Pull every line that holds the word "first" from the entries.

- **Stored items**:
================
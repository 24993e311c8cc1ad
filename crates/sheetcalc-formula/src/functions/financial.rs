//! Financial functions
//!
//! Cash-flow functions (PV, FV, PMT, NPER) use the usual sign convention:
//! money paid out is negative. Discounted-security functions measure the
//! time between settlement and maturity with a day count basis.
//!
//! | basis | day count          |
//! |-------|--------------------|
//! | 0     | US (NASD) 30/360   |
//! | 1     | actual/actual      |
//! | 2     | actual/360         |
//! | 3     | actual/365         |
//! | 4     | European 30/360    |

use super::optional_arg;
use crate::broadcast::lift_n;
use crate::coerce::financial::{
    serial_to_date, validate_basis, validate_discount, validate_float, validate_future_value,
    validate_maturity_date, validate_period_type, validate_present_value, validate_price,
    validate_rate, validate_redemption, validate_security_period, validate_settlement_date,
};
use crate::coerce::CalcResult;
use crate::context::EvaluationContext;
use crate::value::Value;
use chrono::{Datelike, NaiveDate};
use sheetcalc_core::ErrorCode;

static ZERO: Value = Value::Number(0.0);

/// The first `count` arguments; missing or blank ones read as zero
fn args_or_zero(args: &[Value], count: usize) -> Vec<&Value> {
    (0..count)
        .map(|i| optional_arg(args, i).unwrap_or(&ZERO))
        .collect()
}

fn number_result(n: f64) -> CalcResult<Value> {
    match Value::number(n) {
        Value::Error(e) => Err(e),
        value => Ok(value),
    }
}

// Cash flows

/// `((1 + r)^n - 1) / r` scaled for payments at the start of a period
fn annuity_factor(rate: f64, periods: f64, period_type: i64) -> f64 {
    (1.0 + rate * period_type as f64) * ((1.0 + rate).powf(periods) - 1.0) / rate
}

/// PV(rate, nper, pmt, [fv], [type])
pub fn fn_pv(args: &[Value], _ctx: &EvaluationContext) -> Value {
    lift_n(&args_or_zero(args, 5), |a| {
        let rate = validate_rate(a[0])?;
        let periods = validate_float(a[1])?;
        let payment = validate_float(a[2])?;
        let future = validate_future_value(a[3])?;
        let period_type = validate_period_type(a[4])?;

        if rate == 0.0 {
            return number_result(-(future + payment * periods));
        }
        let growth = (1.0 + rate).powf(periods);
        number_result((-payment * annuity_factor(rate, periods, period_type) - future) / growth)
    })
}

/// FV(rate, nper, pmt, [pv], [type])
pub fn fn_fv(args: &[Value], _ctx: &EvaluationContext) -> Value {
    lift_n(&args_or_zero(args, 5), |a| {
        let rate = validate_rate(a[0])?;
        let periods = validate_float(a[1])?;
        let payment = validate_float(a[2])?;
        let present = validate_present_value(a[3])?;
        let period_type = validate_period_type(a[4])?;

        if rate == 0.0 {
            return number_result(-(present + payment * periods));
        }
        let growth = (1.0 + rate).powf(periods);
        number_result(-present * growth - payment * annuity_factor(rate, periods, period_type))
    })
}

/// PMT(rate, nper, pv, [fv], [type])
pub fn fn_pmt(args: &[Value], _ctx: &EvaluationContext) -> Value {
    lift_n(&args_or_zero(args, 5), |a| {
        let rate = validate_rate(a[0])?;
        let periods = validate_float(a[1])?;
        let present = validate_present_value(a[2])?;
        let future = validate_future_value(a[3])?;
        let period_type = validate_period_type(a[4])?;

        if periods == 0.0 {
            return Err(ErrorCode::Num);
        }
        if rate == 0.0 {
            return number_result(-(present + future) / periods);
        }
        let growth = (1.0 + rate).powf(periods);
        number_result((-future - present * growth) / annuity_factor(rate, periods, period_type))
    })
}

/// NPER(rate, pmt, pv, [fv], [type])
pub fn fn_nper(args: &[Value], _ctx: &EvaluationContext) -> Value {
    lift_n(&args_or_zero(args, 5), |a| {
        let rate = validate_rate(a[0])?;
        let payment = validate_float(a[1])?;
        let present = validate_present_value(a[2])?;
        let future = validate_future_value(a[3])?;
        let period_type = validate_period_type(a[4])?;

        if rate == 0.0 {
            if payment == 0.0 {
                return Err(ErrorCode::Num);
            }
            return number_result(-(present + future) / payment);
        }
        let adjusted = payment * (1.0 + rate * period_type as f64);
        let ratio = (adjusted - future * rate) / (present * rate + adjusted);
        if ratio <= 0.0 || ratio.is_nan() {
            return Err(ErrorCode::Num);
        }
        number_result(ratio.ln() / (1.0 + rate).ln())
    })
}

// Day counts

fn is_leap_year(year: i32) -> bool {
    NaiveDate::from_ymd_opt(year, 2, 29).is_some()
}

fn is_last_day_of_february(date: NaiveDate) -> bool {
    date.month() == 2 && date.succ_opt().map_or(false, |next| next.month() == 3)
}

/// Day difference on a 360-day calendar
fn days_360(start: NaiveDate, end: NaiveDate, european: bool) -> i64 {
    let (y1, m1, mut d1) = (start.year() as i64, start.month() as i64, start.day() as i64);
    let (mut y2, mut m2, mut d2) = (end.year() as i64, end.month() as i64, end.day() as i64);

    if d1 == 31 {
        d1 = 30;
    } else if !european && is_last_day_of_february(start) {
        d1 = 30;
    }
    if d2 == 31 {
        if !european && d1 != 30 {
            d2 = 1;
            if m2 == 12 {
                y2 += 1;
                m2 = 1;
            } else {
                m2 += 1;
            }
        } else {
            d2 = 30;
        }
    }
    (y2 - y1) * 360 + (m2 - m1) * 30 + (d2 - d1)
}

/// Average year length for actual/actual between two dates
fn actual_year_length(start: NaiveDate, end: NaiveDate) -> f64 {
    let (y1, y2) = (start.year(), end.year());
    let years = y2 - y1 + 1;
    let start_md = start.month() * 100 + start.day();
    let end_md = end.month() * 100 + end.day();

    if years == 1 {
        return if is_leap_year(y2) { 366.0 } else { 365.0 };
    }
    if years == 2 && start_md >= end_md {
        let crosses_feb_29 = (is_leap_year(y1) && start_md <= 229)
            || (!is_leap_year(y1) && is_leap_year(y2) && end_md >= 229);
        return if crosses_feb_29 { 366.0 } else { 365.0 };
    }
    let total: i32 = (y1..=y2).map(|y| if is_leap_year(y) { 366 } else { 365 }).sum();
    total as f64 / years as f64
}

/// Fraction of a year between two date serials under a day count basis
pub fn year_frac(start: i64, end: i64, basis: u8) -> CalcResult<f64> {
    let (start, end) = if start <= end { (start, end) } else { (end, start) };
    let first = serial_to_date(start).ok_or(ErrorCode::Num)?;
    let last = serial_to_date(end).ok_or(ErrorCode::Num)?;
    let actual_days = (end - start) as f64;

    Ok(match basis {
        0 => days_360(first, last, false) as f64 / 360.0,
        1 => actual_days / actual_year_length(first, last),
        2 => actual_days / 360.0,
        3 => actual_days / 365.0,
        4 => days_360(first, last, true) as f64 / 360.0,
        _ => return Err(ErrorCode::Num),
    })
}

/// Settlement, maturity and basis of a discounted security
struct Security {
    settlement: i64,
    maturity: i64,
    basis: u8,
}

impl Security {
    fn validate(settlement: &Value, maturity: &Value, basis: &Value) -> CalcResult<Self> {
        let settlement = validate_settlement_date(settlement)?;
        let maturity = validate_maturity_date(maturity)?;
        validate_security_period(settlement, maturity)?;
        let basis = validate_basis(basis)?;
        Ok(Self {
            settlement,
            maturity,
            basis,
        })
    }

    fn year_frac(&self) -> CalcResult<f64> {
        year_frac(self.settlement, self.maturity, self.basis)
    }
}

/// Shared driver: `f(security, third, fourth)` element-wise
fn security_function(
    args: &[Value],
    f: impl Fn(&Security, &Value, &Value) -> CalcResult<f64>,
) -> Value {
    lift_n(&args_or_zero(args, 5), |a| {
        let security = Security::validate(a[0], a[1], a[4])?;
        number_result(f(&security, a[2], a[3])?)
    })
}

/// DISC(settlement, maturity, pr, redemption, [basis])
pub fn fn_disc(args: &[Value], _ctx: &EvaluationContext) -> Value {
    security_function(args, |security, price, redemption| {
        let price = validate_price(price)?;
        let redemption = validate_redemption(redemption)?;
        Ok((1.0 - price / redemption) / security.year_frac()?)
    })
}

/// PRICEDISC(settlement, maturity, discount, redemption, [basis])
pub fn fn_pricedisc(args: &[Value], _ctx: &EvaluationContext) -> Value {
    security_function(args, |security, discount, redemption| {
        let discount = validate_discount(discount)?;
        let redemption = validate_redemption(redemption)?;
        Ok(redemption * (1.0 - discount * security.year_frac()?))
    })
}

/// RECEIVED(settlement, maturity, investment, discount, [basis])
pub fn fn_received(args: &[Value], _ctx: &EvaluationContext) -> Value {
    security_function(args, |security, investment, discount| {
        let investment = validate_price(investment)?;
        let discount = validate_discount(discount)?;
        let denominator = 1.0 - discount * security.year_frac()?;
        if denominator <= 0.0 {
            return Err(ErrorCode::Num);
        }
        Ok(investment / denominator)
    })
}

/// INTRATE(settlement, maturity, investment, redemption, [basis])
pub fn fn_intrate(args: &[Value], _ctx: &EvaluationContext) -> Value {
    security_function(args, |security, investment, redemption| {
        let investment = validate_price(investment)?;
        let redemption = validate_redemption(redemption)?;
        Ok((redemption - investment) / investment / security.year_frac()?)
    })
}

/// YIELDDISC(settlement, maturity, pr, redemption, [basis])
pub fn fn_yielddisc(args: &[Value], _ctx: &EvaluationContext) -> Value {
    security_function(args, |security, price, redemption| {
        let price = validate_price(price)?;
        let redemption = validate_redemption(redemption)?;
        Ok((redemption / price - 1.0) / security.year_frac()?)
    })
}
================
- **Task solution**:
/// The first `count` arguments; missing or blank ones read as zero
    let first = serial_to_date(start).ok_or(ErrorCode::Num)?;
        0 => days_360(first, last, false) as f64 / 360.0,
        1 => actual_days / actual_year_length(first, last),
        4 => days_360(first, last, true) as f64 / 360.0,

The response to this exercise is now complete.